Unsuitable means that a CoP must be able to articulate...

"(i) reliable and credible information that the applicant or licensee has exhibited or engaged in behavior that suggests that, if issued a license, the applicant or licensee may create a risk to public safety; or (ii) existing factors that suggest that, if issued a license, the applicant or licensee may create a risk to public safety.”

I think that few CoPs will want to put their necks out in case of a marginal suitability question. All but the most rabid will err on the side of issuance.
Between wide open “unsuitable” and the new red flag law, getting and keeping an LTC in a state full of Karens remains a relative crapshoot.

Don’t piss off the Karens I guess.
 
Between wide open “unsuitable” and the new red flag law, getting and keeping an LTC in a state full of Karens remains a relative crapshoot.

Don’t piss off the Karens I guess.
Unsuitable is not wide open and the AG/EOPS response is proof that they understand their tenuous position post-Bruen.

AFA red flag laws - yup, karens goin'ta Karen. But that will open them up for review and shutdown.
 
I don't think she cares that much anymore probably putting her efforts to governors race
I think that there were enough inquiries from licensing authorities that she had to give an opinion, based on a strict reading of the Supreme Court ruling.
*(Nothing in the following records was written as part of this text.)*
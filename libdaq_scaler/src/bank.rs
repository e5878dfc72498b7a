use time::macros::date;
use time::Date;

use super::constants::NUM_SLOTS;
use super::error::BankGroupError;

/// Whether a bank group's counters ride along inside physics events or
/// arrive as a dedicated scaler event type.
#[derive(Debug, Clone, Copy, PartialEq, Eq)]
pub enum StreamType {
    /// Banks embedded in the physics event stream.
    InStream,
    /// Banks delivered as their own event type.
    BankType,
}

/// Static description of one scaler bank group.
///
/// Built once from the table below and immutable afterwards. Exactly one
/// descriptor is active per [`Scaler`](crate::scaler::Scaler) after bank
/// group resolution.
#[derive(Debug)]
pub struct BankDescriptor {
    pub name: &'static str,
    /// Header pattern identifying this crate's banks; top 12 bits significant.
    pub header: u32,
    pub crate_id: u8,
    pub stream: StreamType,
    /// Default slot of the normalization scaler. The channel database may
    /// override this during normalization map construction.
    pub norm_slot: u8,
    pub clock_rate: f64,
    /// Address and port of the server for online data.
    pub server: &'static str,
    pub port: u16,
    /// Slot remapping applied when unpacking an online server reply.
    pub online_map: [usize; NUM_SLOTS],
}

/// The known scaler bank groups. To add a new bank group, add a row here.
static BANK_TABLE: [BankDescriptor; 6] = [
    // Dedicated scaler event types
    BankDescriptor {
        name: "Left",
        header: 0xabc0_0000,
        crate_id: 8,
        stream: StreamType::BankType,
        norm_slot: 4,
        clock_rate: 1024.0,
        server: "129.57.192.30",
        port: 5022,
        online_map: [0, 1, 2, 3, 4, 5, 6, 7, 8, 9, 10, 11],
    },
    BankDescriptor {
        name: "Right",
        header: 0xceb0_0000,
        crate_id: 7,
        stream: StreamType::BankType,
        norm_slot: 8,
        clock_rate: 1024.0,
        server: "129.57.192.28",
        port: 5021,
        online_map: [0, 1, 2, 3, 4, 5, 6, 7, 8, 9, 10, 11],
    },
    BankDescriptor {
        name: "dvcs",
        header: 0xd0c0_0000,
        crate_id: 9,
        stream: StreamType::BankType,
        norm_slot: 0,
        clock_rate: 105000.0,
        server: "129.57.192.51",
        port: 5064,
        online_map: [0, 1, 2, 3, 4, 5, 6, 7, 8, 9, 10, 11],
    },
    BankDescriptor {
        name: "N20",
        header: 0xbba0_0000,
        crate_id: 6,
        stream: StreamType::BankType,
        norm_slot: 1,
        clock_rate: 2048.0,
        server: "129.57.192.51",
        port: 5064,
        online_map: [0, 1, 2, 3, 4, 5, 6, 7, 8, 9, 10, 11],
    },
    // Banks that ride in the physics event stream
    BankDescriptor {
        name: "evleft",
        header: 0xabc0_0000,
        crate_id: 11,
        stream: StreamType::InStream,
        norm_slot: 4,
        clock_rate: 1024.0,
        server: "none",
        port: 0,
        online_map: [0; NUM_SLOTS],
    },
    BankDescriptor {
        name: "evright",
        header: 0xceb0_0000,
        crate_id: 10,
        stream: StreamType::InStream,
        norm_slot: 8,
        clock_rate: 1024.0,
        server: "none",
        port: 0,
        online_map: [0; NUM_SLOTS],
    },
];

/// Detector halves were cabled the other way around before this date, so
/// requests for one arm select the other arm's crate.
const LEFT_RIGHT_SWAP_CUTOFF: Date = date!(2000 - 09 - 15);

/// Case-insensitive substring containment, the matching rule for bank group
/// aliases.
pub fn find_no_case(haystack: &str, needle: &str) -> bool {
    haystack.to_lowercase().contains(&needle.to_lowercase())
}

/// Iterate over all known bank groups (used to seed crate-number registries).
pub fn bank_table() -> &'static [BankDescriptor] {
    &BANK_TABLE
}

/// Resolve a requested bank group name into its descriptor for a given date.
///
/// Matching is case-insensitive substring containment over the known group
/// names, with "L" and "R" accepted as shortcuts for the two arms. Later
/// table entries win when several names are contained in the request, so
/// "evleft" resolves to the in-stream group even though it also contains
/// "left". Dates before the cutoff swap the Left and Right selections.
pub fn resolve(bank_group: &str, date: Date) -> Result<&'static BankDescriptor, BankGroupError> {
    let mut wanted: Option<&str> = None;
    if find_no_case(bank_group, "Left") || bank_group == "L" {
        wanted = Some("Left");
    }
    if find_no_case(bank_group, "Right") || bank_group == "R" {
        wanted = Some("Right");
    }
    if find_no_case(bank_group, "dvcs") {
        wanted = Some("dvcs");
    }
    if find_no_case(bank_group, "N20") {
        wanted = Some("N20");
    }
    if find_no_case(bank_group, "evleft") {
        wanted = Some("evleft");
    }
    if find_no_case(bank_group, "evright") {
        wanted = Some("evright");
    }

    let mut wanted = match wanted {
        Some(name) => name,
        None => return Err(BankGroupError::UndefinedCrate(bank_group.to_string())),
    };

    if date < LEFT_RIGHT_SWAP_CUTOFF {
        if wanted == "Left" {
            wanted = "Right";
        } else if wanted == "Right" {
            wanted = "Left";
        }
    }

    BANK_TABLE
        .iter()
        .find(|b| b.name == wanted)
        .ok_or_else(|| BankGroupError::UndefinedCrate(bank_group.to_string()))
}
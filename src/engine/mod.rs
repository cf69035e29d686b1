//! PDF engine contract
//!
//! The cache pipeline never parses PDF bytes itself. It drives an engine
//! through these traits: open a document, fetch a page, rasterize it into a
//! `RasterSurface`, extract positioned text, then release the page.
//!
//! Engine calls are synchronous and CPU-bound; callers run them on the
//! blocking pool (`tokio::task::spawn_blocking`).

#[cfg(feature = "mupdf-engine")]
mod mupdf_backend;
#[cfg(test)]
pub(crate) mod testing;

#[cfg(feature = "mupdf-engine")]
pub use mupdf_backend::{MupdfDocument, MupdfEngine};

use std::sync::Arc;

use image::{Rgb, RgbImage};
use sha2::{Digest, Sha256};

use crate::error::EngineError;

pub type EngineResult<T> = std::result::Result<T, EngineError>;

/// Opens documents from raw bytes
pub trait PdfEngine: Send + Sync {
    fn open_document(&self, document_id: &str, bytes: Vec<u8>) -> EngineResult<Arc<dyn PdfDocument>>;
}

/// An open document handle
pub trait PdfDocument: Send + Sync {
    /// Cache namespace for this document
    fn id(&self) -> &str;

    fn page_count(&self) -> u32;

    /// Load a 1-based page. The returned page borrows the document and must
    /// be released with `PdfPage::cleanup` once rendered.
    fn page(&self, page_number: u32) -> EngineResult<Box<dyn PdfPage + '_>>;
}

/// One loaded page holding engine-native resources
pub trait PdfPage {
    fn page_number(&self) -> u32;

    /// Pixel viewport at `scale`
    fn viewport(&self, scale: f32) -> Viewport;

    /// Rasterize into `target`, sized from `viewport`
    fn render(&mut self, target: &mut RasterSurface, viewport: &Viewport) -> EngineResult<()>;

    /// Positioned text runs in PDF user space
    fn text_content(&mut self) -> EngineResult<Vec<TextItem>>;

    /// Release native resources. Safe to call more than once.
    fn cleanup(&mut self);
}

/// Check that `page_number` addresses a page of `document`
pub fn check_page_range(document: &dyn PdfDocument, page_number: u32) -> EngineResult<()> {
    let page_count = document.page_count();
    if page_number == 0 || page_number > page_count {
        return Err(EngineError::PageOutOfRange {
            page: page_number,
            page_count,
        });
    }
    Ok(())
}

/// Stable document id from the PDF bytes (hex SHA-256)
pub fn document_id_for_bytes(bytes: &[u8]) -> String {
    let mut hasher = Sha256::new();
    hasher.update(bytes);
    hex::encode(hasher.finalize())
}

/// Page viewport in device pixels
///
/// `transform` maps PDF user space (origin bottom-left, y up) to device
/// space (origin top-left, y down).
#[derive(Debug, Clone, Copy, PartialEq)]
pub struct Viewport {
    pub width: f32,
    pub height: f32,
    pub scale: f32,
    pub transform: [f32; 6],
}

impl Viewport {
    /// Viewport for an unrotated page of `page_width` x `page_height` points
    pub fn new(page_width: f32, page_height: f32, scale: f32) -> Self {
        Self {
            width: page_width * scale,
            height: page_height * scale,
            scale,
            transform: [scale, 0.0, 0.0, -scale, 0.0, page_height * scale],
        }
    }

    /// Integer surface size; each side is at least one pixel
    pub fn pixel_size(&self) -> (u32, u32) {
        let width = self.width.floor().max(1.0) as u32;
        let height = self.height.floor().max(1.0) as u32;
        (width, height)
    }

    /// Compose `matrix` (user space) with the viewport transform
    pub fn apply(&self, matrix: [f32; 6]) -> [f32; 6] {
        multiply(self.transform, matrix)
    }
}

/// Affine matrix product `m1 x m2` in `[a, b, c, d, e, f]` form
pub fn multiply(m1: [f32; 6], m2: [f32; 6]) -> [f32; 6] {
    [
        m1[0] * m2[0] + m1[2] * m2[1],
        m1[1] * m2[0] + m1[3] * m2[1],
        m1[0] * m2[2] + m1[2] * m2[3],
        m1[1] * m2[2] + m1[3] * m2[3],
        m1[0] * m2[4] + m1[2] * m2[5] + m1[4],
        m1[1] * m2[4] + m1[3] * m2[5] + m1[5],
    ]
}

/// Positioned text run as reported by the engine
#[derive(Debug, Clone, PartialEq)]
pub struct TextItem {
    pub text: String,
    /// Text space to user space matrix
    pub transform: [f32; 6],
    /// Run width in user space units
    pub width: f32,
    /// Run height in user space units
    pub height: f32,
}

/// Off-screen render target without an alpha channel
///
/// Pages are paper-white, so the surface starts opaque white and encodes
/// straight to JPEG.
pub struct RasterSurface {
    pixels: RgbImage,
}

impl RasterSurface {
    pub fn new(width: u32, height: u32) -> Self {
        Self {
            pixels: RgbImage::from_pixel(width, height, Rgb([255, 255, 255])),
        }
    }

    pub fn for_viewport(viewport: &Viewport) -> Self {
        let (width, height) = viewport.pixel_size();
        Self::new(width, height)
    }

    pub fn width(&self) -> u32 {
        self.pixels.width()
    }

    pub fn height(&self) -> u32 {
        self.pixels.height()
    }

    pub fn pixels(&self) -> &RgbImage {
        &self.pixels
    }

    pub fn pixels_mut(&mut self) -> &mut RgbImage {
        &mut self.pixels
    }

    /// Copy packed samples with `components` bytes per pixel; alpha or extra
    /// channels are dropped. Rows beyond the surface are ignored.
    pub fn blit_samples(&mut self, samples: &[u8], width: u32, height: u32, components: usize) {
        if components < 3 {
            return;
        }
        let copy_width = width.min(self.width());
        let copy_height = height.min(self.height());

        for y in 0..copy_height {
            for x in 0..copy_width {
                let offset = (y as usize * width as usize + x as usize) * components;
                if let Some(rgb) = samples.get(offset..offset + 3) {
                    self.pixels.put_pixel(x, y, Rgb([rgb[0], rgb[1], rgb[2]]));
                }
            }
        }
    }
}

#[cfg(test)]
mod tests {
    use super::*;

    #[test]
    fn test_viewport_dimensions() {
        let viewport = Viewport::new(612.0, 792.0, 1.5);
        assert_eq!(viewport.width, 918.0);
        assert_eq!(viewport.height, 1188.0);
        assert_eq!(viewport.pixel_size(), (918, 1188));
    }

    #[test]
    fn test_viewport_flips_y_axis() {
        let viewport = Viewport::new(100.0, 200.0, 2.0);
        // Text at user-space (10, 150), 12pt
        let tx = viewport.apply([12.0, 0.0, 0.0, 12.0, 10.0, 150.0]);
        assert_eq!(tx[4], 20.0);
        assert_eq!(tx[5], 100.0);
        assert_eq!(tx[3], -24.0);
    }

    #[test]
    fn test_document_id_is_stable() {
        let a = document_id_for_bytes(b"%PDF-1.4 sample");
        let b = document_id_for_bytes(b"%PDF-1.4 sample");
        assert_eq!(a, b);
        assert_eq!(a.len(), 64);
        assert_ne!(a, document_id_for_bytes(b"%PDF-1.4 other"));
    }

    #[test]
    fn test_surface_starts_white_and_blits_rgba() {
        let mut surface = RasterSurface::new(2, 1);
        assert_eq!(surface.pixels().get_pixel(1, 0), &Rgb([255, 255, 255]));

        let rgba = [10, 20, 30, 0, 40, 50, 60, 255];
        surface.blit_samples(&rgba, 2, 1, 4);
        assert_eq!(surface.pixels().get_pixel(0, 0), &Rgb([10, 20, 30]));
        assert_eq!(surface.pixels().get_pixel(1, 0), &Rgb([40, 50, 60]));
    }
}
And Thomas' writing for the majority was anything but ambiguous, she didn't have any wiggle room or anything to hang her hat on that would give her a way to stop the tide.

Now as great as this is for you in MA, I'm curious how the other 8 states and DC are going to handle this.
 
Looks like Mass will try to go to a CT system of issuance..which it seems the Supreme Court called shall issue and not may issue. From experience some towns issue within 7 days or less without questions while other interview and take months.... The only difference in Connecticut is once you have it you never deal with the town again...you can renew by Mail
 
I'm optimistic that people in his situation will benefit. My concern is that if discretion is eliminated what will replace it in Mass. Hopefully it will be along the lines of disqualification for violent crimes or felonies but I bet there's going to be alot of jockeying over the next years.
A fundamental problem has always been the refusal of MA courts to recognize a firearms license denial or revocation as a punishment, thus a much lower standard od due process was required.

Now that the 2A is "real" it is hard to argue that depriving someone of it is not punishment, any more than would be depriving someone of the right to vote based on an administrative non-conviction disposition of a case. Once that hurdle is overcome, a lot of the abuses will be easy to fight.

This may also provide an opening for federal litigation on the issue of stripping a right based on innuendo, unproven allegations, witnesses the applicant may not confront, cross examine or even know the identity of.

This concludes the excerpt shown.